> _Problem requirements_: Each line with the word "concrete" must appear in the answer, copied from the records.

[Dataset items]
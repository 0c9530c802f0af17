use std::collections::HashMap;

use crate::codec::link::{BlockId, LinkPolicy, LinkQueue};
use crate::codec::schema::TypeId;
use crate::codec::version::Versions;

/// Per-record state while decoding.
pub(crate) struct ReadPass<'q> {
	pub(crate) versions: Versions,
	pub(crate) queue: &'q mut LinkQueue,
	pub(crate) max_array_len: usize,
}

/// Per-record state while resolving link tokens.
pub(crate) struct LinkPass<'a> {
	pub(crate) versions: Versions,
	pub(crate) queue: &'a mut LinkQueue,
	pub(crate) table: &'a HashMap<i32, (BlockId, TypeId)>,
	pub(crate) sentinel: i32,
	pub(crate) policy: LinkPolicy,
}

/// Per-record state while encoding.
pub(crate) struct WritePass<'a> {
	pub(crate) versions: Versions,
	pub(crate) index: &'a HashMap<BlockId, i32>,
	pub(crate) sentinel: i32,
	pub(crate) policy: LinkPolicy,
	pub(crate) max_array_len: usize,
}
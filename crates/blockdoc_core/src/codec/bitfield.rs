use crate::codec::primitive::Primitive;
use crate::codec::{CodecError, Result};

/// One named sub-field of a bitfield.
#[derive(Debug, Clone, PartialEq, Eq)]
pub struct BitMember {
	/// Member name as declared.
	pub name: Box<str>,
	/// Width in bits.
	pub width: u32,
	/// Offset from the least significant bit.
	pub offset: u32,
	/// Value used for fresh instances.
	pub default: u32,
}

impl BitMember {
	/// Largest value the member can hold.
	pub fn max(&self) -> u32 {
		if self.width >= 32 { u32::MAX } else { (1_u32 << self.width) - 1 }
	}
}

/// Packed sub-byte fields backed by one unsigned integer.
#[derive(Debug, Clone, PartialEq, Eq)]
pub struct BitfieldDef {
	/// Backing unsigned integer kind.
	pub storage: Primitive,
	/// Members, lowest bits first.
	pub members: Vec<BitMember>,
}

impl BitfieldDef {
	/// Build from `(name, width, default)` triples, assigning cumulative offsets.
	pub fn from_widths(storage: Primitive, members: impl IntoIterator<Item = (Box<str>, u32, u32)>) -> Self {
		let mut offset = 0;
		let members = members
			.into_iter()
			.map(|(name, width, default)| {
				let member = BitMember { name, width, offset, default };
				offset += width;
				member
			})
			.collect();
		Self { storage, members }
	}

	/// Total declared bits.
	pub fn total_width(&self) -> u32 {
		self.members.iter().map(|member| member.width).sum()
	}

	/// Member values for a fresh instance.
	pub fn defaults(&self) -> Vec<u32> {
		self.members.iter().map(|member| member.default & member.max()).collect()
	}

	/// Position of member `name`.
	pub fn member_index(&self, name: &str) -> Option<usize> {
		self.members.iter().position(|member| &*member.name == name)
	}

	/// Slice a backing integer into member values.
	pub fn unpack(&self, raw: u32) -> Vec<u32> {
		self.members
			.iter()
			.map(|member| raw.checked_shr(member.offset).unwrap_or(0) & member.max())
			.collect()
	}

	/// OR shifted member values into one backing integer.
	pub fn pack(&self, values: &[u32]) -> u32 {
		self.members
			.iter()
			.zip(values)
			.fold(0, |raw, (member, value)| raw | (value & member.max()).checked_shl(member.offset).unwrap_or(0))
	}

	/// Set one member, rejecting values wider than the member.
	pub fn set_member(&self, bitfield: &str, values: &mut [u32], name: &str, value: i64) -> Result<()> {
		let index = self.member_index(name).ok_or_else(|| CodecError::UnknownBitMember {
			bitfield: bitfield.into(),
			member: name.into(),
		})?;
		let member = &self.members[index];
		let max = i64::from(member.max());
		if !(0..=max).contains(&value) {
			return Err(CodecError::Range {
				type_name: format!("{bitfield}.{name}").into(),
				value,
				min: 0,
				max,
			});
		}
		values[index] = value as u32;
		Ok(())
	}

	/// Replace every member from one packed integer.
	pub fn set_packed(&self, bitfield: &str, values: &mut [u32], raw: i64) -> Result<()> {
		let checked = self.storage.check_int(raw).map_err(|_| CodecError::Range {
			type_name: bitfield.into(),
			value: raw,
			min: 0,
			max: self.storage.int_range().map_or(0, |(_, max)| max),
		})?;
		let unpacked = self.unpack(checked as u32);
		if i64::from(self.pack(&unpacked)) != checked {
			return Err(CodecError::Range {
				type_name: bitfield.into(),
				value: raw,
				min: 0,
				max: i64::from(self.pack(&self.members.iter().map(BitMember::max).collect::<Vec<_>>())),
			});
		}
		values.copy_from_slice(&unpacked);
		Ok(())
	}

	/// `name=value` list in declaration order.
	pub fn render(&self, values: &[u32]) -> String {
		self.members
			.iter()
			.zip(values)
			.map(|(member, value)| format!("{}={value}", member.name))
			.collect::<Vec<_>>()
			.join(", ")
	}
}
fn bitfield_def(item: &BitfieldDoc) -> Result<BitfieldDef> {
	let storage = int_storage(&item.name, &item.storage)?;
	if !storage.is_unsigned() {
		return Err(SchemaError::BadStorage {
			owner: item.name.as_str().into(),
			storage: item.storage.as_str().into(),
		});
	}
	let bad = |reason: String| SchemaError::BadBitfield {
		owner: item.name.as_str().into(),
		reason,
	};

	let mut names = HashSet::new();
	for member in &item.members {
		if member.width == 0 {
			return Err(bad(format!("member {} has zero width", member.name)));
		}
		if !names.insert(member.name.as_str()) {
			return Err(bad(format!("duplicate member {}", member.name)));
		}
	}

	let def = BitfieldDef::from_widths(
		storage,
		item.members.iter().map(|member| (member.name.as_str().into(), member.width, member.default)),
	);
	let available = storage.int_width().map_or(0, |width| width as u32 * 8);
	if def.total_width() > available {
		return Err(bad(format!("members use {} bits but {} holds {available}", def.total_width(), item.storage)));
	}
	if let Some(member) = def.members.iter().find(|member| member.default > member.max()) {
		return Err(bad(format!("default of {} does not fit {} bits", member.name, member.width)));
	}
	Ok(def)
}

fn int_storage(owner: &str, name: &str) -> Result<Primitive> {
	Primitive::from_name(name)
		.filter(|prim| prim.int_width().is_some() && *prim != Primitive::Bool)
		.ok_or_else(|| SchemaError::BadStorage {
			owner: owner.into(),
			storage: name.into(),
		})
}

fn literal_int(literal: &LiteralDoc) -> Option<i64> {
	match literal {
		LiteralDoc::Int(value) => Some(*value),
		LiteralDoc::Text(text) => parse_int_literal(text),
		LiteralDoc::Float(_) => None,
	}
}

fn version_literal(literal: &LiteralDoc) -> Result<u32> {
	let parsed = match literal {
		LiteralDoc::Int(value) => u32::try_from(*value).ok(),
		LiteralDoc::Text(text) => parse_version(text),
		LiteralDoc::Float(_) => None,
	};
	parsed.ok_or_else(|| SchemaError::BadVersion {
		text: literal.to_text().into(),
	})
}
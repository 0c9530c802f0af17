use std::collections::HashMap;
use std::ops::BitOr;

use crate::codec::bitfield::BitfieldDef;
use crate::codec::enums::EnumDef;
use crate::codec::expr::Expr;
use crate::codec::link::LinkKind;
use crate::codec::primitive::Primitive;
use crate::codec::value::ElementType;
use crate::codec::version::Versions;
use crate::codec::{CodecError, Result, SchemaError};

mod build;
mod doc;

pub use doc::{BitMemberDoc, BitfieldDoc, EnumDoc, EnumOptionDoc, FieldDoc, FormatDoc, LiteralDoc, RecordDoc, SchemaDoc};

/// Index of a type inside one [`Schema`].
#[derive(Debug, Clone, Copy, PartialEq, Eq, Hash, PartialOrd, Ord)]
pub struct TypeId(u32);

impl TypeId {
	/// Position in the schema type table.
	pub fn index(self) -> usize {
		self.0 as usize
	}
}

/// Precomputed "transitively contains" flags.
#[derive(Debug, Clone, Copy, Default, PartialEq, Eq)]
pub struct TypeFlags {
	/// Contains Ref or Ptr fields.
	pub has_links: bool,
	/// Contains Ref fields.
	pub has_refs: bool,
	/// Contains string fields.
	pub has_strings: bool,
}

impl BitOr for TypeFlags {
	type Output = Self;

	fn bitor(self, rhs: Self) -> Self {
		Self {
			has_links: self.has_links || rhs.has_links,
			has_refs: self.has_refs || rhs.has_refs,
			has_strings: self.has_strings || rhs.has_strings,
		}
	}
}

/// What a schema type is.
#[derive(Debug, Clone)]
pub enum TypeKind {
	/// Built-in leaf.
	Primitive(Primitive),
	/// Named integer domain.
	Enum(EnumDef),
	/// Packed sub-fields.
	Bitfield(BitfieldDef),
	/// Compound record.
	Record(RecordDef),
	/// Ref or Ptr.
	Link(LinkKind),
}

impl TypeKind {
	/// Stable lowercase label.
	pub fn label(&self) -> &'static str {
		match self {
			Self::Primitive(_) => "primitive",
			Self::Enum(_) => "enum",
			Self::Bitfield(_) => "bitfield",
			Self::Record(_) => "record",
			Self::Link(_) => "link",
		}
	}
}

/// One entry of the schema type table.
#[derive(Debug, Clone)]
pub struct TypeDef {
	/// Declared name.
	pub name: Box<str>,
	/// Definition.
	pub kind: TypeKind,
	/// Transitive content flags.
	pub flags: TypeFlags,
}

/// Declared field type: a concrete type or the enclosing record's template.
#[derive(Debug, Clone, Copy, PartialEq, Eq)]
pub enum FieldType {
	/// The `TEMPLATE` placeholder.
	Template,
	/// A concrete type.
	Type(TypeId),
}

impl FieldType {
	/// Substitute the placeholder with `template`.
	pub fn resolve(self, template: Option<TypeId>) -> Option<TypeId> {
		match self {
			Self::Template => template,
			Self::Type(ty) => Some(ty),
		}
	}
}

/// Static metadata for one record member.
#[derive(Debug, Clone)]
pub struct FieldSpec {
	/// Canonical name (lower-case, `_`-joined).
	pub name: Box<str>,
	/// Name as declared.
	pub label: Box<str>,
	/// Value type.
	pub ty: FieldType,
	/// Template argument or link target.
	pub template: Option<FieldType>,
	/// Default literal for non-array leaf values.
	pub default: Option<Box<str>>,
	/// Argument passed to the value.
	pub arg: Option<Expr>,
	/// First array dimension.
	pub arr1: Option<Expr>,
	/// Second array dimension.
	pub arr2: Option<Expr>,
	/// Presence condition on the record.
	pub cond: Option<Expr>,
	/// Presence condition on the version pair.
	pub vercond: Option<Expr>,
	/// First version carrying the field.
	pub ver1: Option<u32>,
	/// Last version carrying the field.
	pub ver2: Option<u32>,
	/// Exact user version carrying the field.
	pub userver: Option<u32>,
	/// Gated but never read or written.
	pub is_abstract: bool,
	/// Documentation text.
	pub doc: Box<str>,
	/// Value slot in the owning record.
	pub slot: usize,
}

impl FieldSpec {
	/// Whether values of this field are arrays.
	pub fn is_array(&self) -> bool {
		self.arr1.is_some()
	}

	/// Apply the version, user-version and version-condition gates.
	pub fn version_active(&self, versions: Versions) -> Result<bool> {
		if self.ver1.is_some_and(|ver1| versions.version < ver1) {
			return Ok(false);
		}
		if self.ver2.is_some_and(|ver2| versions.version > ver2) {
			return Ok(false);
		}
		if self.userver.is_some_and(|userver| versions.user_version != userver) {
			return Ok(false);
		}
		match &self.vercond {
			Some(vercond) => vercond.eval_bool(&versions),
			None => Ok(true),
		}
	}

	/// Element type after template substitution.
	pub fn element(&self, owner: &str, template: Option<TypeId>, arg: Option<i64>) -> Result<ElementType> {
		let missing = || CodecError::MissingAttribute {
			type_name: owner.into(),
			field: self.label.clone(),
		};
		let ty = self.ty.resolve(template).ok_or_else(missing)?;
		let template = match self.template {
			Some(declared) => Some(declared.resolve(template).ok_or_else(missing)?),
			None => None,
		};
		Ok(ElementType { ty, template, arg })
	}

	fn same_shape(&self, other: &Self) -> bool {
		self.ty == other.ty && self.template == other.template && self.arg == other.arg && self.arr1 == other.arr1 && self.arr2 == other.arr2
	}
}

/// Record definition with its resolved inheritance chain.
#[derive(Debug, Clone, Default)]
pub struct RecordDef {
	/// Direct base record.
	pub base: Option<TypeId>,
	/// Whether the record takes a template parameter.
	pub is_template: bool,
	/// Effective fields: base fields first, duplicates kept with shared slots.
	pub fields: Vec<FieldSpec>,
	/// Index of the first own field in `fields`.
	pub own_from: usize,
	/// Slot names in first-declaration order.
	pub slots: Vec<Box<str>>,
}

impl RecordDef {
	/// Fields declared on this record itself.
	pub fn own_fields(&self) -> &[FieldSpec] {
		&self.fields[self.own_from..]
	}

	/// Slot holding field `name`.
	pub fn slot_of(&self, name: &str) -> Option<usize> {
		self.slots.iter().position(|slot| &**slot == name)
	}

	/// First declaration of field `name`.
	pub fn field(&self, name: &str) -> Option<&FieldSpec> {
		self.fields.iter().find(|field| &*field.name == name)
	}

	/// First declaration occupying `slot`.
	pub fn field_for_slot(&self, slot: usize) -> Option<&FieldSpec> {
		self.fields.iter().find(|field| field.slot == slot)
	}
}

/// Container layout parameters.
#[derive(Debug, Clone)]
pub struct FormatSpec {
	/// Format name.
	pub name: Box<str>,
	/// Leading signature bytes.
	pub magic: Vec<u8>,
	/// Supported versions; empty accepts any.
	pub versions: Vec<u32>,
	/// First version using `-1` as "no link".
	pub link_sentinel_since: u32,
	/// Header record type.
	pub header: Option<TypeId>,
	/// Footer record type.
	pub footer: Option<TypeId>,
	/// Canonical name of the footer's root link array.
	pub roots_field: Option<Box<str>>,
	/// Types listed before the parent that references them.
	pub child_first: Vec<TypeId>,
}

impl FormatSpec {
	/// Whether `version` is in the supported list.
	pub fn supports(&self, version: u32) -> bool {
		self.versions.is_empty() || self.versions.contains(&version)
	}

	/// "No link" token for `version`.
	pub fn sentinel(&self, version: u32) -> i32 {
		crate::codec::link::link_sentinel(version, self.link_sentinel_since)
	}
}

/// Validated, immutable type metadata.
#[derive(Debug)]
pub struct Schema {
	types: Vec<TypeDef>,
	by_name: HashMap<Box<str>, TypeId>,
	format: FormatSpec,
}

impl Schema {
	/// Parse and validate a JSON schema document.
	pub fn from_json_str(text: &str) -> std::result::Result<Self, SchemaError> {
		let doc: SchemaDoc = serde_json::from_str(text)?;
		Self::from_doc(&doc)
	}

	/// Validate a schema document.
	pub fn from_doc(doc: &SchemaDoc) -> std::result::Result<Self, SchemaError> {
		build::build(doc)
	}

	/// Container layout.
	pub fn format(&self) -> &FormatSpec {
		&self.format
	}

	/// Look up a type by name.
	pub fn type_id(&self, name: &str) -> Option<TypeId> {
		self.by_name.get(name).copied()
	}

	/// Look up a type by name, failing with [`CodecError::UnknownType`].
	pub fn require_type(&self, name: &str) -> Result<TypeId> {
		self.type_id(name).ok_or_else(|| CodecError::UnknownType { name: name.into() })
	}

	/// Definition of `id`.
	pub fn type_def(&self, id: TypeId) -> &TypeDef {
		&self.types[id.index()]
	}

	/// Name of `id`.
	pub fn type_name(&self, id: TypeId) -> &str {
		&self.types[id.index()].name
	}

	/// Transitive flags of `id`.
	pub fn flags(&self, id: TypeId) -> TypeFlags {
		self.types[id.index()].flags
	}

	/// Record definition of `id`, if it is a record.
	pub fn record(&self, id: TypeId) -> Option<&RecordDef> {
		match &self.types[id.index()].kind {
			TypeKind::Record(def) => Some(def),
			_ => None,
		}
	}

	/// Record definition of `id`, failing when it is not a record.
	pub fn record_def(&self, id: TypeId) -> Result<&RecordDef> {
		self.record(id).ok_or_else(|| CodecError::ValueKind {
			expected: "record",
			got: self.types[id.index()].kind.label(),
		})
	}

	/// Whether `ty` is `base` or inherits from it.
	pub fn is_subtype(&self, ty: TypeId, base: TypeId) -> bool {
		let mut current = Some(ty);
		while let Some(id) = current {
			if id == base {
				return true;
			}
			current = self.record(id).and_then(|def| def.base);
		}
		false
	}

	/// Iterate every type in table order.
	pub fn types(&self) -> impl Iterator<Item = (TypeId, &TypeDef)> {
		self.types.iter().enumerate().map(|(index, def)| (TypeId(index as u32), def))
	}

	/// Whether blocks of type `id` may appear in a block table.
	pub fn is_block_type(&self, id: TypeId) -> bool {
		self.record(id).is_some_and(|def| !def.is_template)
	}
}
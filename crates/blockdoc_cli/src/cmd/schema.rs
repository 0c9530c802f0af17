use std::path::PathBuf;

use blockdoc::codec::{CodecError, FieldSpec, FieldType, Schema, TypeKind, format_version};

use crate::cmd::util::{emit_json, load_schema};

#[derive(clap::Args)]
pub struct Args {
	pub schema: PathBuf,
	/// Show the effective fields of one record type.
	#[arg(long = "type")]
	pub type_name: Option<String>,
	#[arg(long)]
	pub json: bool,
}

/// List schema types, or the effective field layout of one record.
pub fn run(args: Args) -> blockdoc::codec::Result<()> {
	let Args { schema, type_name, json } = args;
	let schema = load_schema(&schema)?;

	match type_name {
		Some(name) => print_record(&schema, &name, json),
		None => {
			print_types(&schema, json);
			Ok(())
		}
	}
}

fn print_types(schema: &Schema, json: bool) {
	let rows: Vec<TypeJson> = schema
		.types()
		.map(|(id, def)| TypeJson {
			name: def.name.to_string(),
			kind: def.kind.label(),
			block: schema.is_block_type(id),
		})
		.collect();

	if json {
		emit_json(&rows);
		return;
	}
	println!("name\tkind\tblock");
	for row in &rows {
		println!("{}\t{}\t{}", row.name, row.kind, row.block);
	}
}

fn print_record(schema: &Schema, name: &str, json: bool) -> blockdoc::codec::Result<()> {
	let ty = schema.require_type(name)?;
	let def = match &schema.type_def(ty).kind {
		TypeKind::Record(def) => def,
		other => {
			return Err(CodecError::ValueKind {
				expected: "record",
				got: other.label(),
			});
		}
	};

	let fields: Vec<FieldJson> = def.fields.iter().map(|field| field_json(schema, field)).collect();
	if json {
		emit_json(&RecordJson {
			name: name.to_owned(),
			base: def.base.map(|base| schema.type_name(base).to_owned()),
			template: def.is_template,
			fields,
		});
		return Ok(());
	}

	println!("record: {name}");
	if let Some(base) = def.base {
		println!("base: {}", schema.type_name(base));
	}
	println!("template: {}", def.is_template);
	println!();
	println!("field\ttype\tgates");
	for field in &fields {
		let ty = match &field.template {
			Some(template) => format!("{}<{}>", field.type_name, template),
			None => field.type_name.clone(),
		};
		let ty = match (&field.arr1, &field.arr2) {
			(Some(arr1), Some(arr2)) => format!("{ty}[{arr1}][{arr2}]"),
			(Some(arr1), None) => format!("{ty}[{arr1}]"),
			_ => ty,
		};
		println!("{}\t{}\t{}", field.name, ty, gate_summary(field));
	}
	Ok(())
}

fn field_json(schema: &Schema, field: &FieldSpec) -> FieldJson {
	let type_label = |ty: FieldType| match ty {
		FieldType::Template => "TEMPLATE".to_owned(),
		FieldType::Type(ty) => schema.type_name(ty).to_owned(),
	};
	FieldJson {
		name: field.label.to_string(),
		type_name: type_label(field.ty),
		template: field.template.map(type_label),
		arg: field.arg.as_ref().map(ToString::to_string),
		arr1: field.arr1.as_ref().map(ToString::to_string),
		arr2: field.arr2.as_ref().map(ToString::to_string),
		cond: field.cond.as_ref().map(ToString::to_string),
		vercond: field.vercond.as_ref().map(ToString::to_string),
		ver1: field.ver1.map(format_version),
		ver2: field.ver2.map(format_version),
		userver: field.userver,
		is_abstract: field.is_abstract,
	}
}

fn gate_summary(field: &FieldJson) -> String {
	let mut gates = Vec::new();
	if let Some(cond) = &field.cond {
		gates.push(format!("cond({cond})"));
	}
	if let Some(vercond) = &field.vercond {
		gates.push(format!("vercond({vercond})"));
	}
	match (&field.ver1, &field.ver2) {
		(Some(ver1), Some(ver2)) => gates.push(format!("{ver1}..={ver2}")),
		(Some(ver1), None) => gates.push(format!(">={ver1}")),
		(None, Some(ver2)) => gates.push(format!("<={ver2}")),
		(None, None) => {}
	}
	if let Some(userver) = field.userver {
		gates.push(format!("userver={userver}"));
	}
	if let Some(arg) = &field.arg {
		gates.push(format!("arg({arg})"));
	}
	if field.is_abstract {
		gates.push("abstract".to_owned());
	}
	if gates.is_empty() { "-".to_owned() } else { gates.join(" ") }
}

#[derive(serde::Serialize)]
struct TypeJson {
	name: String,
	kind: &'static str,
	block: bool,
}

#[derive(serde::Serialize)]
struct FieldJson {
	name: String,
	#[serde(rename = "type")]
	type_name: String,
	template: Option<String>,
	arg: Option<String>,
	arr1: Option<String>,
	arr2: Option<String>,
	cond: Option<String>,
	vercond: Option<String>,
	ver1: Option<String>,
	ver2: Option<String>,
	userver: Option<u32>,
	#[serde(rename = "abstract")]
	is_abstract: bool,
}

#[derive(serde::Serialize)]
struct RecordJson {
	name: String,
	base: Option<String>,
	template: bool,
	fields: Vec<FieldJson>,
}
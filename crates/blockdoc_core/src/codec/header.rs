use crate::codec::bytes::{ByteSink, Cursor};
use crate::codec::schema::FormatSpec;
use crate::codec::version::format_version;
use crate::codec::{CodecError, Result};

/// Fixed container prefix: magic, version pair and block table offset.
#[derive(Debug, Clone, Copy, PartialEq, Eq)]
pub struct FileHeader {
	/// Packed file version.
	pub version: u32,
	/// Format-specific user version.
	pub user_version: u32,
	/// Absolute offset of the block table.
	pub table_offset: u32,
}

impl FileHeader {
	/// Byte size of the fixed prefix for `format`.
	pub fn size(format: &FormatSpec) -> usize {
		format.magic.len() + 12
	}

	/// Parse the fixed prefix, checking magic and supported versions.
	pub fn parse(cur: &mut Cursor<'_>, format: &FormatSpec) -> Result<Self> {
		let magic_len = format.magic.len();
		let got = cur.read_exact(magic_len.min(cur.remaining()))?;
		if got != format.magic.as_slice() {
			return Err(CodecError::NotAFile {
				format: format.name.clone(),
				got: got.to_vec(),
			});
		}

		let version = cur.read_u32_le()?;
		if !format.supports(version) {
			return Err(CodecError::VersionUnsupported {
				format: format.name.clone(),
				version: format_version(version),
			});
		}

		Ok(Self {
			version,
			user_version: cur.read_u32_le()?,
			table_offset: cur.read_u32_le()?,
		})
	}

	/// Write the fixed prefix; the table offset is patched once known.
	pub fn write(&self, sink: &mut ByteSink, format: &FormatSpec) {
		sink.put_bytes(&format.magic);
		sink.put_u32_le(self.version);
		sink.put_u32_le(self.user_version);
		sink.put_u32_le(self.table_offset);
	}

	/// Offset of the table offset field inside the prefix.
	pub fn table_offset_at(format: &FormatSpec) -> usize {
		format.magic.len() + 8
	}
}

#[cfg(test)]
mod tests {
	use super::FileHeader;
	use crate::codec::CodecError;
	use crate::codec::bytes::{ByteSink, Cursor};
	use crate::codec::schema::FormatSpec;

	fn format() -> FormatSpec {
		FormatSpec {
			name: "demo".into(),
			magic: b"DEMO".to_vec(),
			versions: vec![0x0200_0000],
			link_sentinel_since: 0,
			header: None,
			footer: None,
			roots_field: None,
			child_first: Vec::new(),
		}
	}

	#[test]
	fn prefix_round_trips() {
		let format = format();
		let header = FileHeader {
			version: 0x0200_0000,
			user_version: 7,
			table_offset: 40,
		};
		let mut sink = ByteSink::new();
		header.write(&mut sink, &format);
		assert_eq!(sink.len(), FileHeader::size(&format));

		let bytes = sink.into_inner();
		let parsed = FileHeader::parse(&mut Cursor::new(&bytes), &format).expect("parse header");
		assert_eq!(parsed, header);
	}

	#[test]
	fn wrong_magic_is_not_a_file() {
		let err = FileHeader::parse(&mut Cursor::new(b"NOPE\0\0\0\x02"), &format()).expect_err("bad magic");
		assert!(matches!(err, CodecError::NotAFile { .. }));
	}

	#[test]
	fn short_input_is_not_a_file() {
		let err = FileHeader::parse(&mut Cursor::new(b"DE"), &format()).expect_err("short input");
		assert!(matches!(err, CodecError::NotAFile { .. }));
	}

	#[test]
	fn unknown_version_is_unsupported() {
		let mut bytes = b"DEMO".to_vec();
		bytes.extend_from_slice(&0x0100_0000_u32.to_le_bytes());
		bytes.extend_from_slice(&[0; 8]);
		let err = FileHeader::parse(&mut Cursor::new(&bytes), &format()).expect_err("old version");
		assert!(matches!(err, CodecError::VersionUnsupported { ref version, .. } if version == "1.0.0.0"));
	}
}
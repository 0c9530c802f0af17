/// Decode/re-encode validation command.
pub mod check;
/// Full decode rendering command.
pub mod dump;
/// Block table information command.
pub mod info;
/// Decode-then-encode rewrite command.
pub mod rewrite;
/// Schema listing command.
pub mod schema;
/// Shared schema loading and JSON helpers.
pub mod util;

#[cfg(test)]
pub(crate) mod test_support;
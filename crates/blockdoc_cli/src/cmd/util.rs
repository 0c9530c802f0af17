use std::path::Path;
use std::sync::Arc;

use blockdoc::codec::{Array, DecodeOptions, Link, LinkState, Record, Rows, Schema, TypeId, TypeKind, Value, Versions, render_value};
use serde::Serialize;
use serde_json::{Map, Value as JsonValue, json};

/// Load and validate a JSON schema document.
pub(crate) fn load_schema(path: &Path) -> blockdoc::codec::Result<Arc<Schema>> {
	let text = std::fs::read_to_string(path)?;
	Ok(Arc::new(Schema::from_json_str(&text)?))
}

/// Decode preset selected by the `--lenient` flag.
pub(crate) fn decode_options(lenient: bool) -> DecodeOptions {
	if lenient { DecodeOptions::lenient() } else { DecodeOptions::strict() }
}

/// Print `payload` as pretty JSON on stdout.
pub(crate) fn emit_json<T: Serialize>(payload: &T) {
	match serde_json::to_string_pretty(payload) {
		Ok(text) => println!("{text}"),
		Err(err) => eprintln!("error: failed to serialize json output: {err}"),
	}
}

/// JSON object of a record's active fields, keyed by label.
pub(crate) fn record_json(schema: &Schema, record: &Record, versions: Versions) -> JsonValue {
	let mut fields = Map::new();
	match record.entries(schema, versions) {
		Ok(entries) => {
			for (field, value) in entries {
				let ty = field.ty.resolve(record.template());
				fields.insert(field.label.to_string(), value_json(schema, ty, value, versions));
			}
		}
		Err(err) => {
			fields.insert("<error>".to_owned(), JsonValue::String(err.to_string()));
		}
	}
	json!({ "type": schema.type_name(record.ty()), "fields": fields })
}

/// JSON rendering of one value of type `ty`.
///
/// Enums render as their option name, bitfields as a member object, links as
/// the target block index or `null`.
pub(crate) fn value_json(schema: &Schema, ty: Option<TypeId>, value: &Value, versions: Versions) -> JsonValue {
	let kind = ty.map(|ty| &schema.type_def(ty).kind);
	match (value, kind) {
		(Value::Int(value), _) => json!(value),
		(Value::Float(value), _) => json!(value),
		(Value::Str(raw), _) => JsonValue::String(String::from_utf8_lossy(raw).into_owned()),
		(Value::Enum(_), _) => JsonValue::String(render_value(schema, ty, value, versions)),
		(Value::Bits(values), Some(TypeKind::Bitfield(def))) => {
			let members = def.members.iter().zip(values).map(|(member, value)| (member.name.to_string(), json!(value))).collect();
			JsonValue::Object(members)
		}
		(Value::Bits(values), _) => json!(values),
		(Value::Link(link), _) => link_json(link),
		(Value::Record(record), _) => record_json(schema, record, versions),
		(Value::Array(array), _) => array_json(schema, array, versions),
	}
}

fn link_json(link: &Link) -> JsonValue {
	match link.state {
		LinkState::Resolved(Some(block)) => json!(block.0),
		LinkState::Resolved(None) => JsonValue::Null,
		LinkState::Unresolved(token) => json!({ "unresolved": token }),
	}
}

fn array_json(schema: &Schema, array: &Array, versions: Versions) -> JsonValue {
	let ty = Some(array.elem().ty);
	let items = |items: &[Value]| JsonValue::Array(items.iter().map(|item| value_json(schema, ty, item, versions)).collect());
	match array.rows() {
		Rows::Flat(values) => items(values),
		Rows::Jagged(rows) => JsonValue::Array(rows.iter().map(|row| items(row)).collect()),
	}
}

> _Reply to the exercise_:
/// Declared field type: a concrete type or the enclosing record's template.
	/// A concrete type.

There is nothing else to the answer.